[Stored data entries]
================================

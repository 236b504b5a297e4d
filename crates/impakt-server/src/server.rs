//! `ImpaktServer`: Axum HTTP server over a [`Database`].

use std::net::SocketAddr;
use std::sync::Arc;
use std::time::Instant;

use axum::Router;
use axum::extract::State;
use axum::http::HeaderValue;
use axum::response::Json;
use axum::routing::get;
use impakt_settings::Environment;
use impakt_store::Database;
use tokio::task::JoinHandle;
use tower_http::cors::{Any, CorsLayer};
use tower_http::trace::TraceLayer;
use tracing::{error, info, warn};

use crate::config::ServerConfig;
use crate::error::ApiError;
use crate::health::{self, HealthResponse};
use crate::hello::hello_handler;
use crate::resources;
use crate::shutdown::ShutdownCoordinator;

/// Shared state accessible from Axum handlers.
#[derive(Clone, Debug)]
pub struct AppState {
    /// Connection pool.
    pub db: Database,
    /// When the server started.
    pub start_time: Instant,
    /// Run mode.
    pub environment: Environment,
}

/// The impakt HTTP server.
pub struct ImpaktServer {
    config: ServerConfig,
    db: Database,
    environment: Environment,
    shutdown: Arc<ShutdownCoordinator>,
    start_time: Instant,
}

impl ImpaktServer {
    /// Create a new server.
    pub fn new(config: ServerConfig, db: Database, environment: Environment) -> Self {
        Self {
            config,
            db,
            environment,
            shutdown: Arc::new(ShutdownCoordinator::new()),
            start_time: Instant::now(),
        }
    }

    /// Build the Axum router with all routes.
    pub fn router(&self) -> Router {
        let state = AppState {
            db: self.db.clone(),
            start_time: self.start_time,
            environment: self.environment,
        };

        Router::new()
            .route("/health", get(health_handler))
            .route("/hello", get(hello_handler))
            .merge(resources::api_router())
            .fallback(fallback_handler)
            .with_state(state)
            .layer(TraceLayer::new_for_http())
            .layer(self.cors_layer())
    }

    /// Bind the listener and serve until shutdown is requested.
    ///
    /// Returns the bound address and the handle of the serving task.
    pub async fn listen(&self) -> std::io::Result<(SocketAddr, JoinHandle<()>)> {
        let listener = tokio::net::TcpListener::bind(self.config.bind_addr()).await?;
        let addr = listener.local_addr()?;
        let router = self.router();
        let token = self.shutdown.token();

        info!(%addr, backend = self.db.backend_name(), environment = %self.environment, "impakt server listening");

        let handle = tokio::spawn(async move {
            let result = axum::serve(listener, router)
                .with_graceful_shutdown(async move { token.cancelled().await })
                .await;
            if let Err(e) = result {
                error!(error = %e, "server error");
            }
            info!("impakt server stopped");
        });
        Ok((addr, handle))
    }

    /// Get the shutdown coordinator.
    pub fn shutdown(&self) -> &Arc<ShutdownCoordinator> {
        &self.shutdown
    }

    /// Get the server configuration.
    pub fn config(&self) -> &ServerConfig {
        &self.config
    }

    /// The configured origin only, or any origin when none is configured.
    fn cors_layer(&self) -> CorsLayer {
        let Some(origin) = self.config.cors_origin.as_deref() else {
            return CorsLayer::permissive();
        };
        match HeaderValue::from_str(origin) {
            Ok(origin) => CorsLayer::new()
                .allow_origin(origin)
                .allow_methods(Any)
                .allow_headers(Any),
            Err(_) => {
                warn!(origin, "invalid CORS origin, allowing any origin");
                CorsLayer::permissive()
            }
        }
    }
}

/// GET /health
async fn health_handler(State(state): State<AppState>) -> Json<HealthResponse> {
    Json(health::health_check(
        state.start_time,
        state.environment.as_str(),
        state.db.backend_name(),
    ))
}

/// Unknown routes get the JSON error body too.
async fn fallback_handler() -> ApiError {
    ApiError::not_found("Resource not found")
}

================================

## Exercise goal
Emit the records above again, exactly, with no line skipped.

## Solution
repository 236b504b5a297e4d
filename crates/impakt-server/src/server.rs
//! `ImpaktServer`: Axum HTTP server over a [`Database`].

use std::net::SocketAddr;
use std::sync::Arc;
use std::time::Instant;

use axum::Router;
use axum::extract::State;
use axum::http::HeaderValue;
use axum::response::Json;
use axum::routing::get;
use impakt_settings::Environment;
use impakt_store::Database;
use tokio::task::JoinHandle;
use tower_http::cors::{Any, CorsLayer};
use tower_http::trace::TraceLayer;
use tracing::{error, info, warn};

use crate::config::ServerConfig;
use crate::error::ApiError;
use crate::health::{self, HealthResponse};
use crate::hello::hello_handler;
use crate::resources;
use crate::shutdown::ShutdownCoordinator;

/// Shared state accessible from Axum handlers.
#[derive(Clone, Debug)]
pub struct AppState {
    /// Connection pool.
    pub db: Database,
    /// When the server started.
    pub start_time: Instant,
    /// Run mode.
    pub environment: Environment,
}

/// The impakt HTTP server.
pub struct ImpaktServer {
    config: ServerConfig,
    db: Database,
    environment: Environment,
    shutdown: Arc<ShutdownCoordinator>,
    start_time: Instant,
}

impl ImpaktServer {
    /// Create a new server.
    pub fn new(config: ServerConfig, db: Database, environment: Environment) -> Self {
        Self {
            config,
            db,
            environment,
            shutdown: Arc::new(ShutdownCoordinator::new()),
            start_time: Instant::now(),
        }
    }

    /// Build the Axum router with all routes.
    pub fn router(&self) -> Router {
        let state = AppState {
            db: self.db.clone(),
            start_time: self.start_time,
            environment: self.environment,
        };

        Router::new()
            .route("/health", get(health_handler))
            .route("/hello", get(hello_handler))
            .merge(resources::api_router())
            .fallback(fallback_handler)
            .with_state(state)
            .layer(TraceLayer::new_for_http())
            .layer(self.cors_layer())
    }

    /// Bind the listener and serve until shutdown is requested.
    ///
    /// Returns the bound address and the handle of the serving task.
    pub async fn listen(&self) -> std::io::Result<(SocketAddr, JoinHandle<()>)> {
        let listener = tokio::net::TcpListener::bind(self.config.bind_addr()).await?;
        let addr = listener.local_addr()?;
        let router = self.router();
        let token = self.shutdown.token();

        info!(%addr, backend = self.db.backend_name(), environment = %self.environment, "impakt server listening");

        let handle = tokio::spawn(async move {
            let result = axum::serve(listener, router)
                .with_graceful_shutdown(async move { token.cancelled().await })
                .await;
            if let Err(e) = result {
                error!(error = %e, "server error");
            }
            info!("impakt server stopped");
        });
        Ok((addr, handle))
    }

    /// Get the shutdown coordinator.
    pub fn shutdown(&self) -> &Arc<ShutdownCoordinator> {
        &self.shutdown
    }

    /// Get the server configuration.
    pub fn config(&self) -> &ServerConfig {
        &self.config
    }

    /// The configured origin only, or any origin when none is configured.
    fn cors_layer(&self) -> CorsLayer {
        let Some(origin) = self.config.cors_origin.as_deref() else {
            return CorsLayer::permissive();
        };
        match HeaderValue::from_str(origin) {
            Ok(origin) => CorsLayer::new()
                .allow_origin(origin)
                .allow_methods(Any)
                .allow_headers(Any),
            Err(_) => {
                warn!(origin, "invalid CORS origin, allowing any origin");
                CorsLayer::permissive()
            }
        }
    }
}

/// GET /health
async fn health_handler(State(state): State<AppState>) -> Json<HealthResponse> {
    Json(health::health_check(
        state.start_time,
        state.environment.as_str(),
        state.db.backend_name(),
    ))
}

/// Unknown routes get the JSON error body too.
async fn fallback_handler() -> ApiError {
    ApiError::not_found("Resource not found")
}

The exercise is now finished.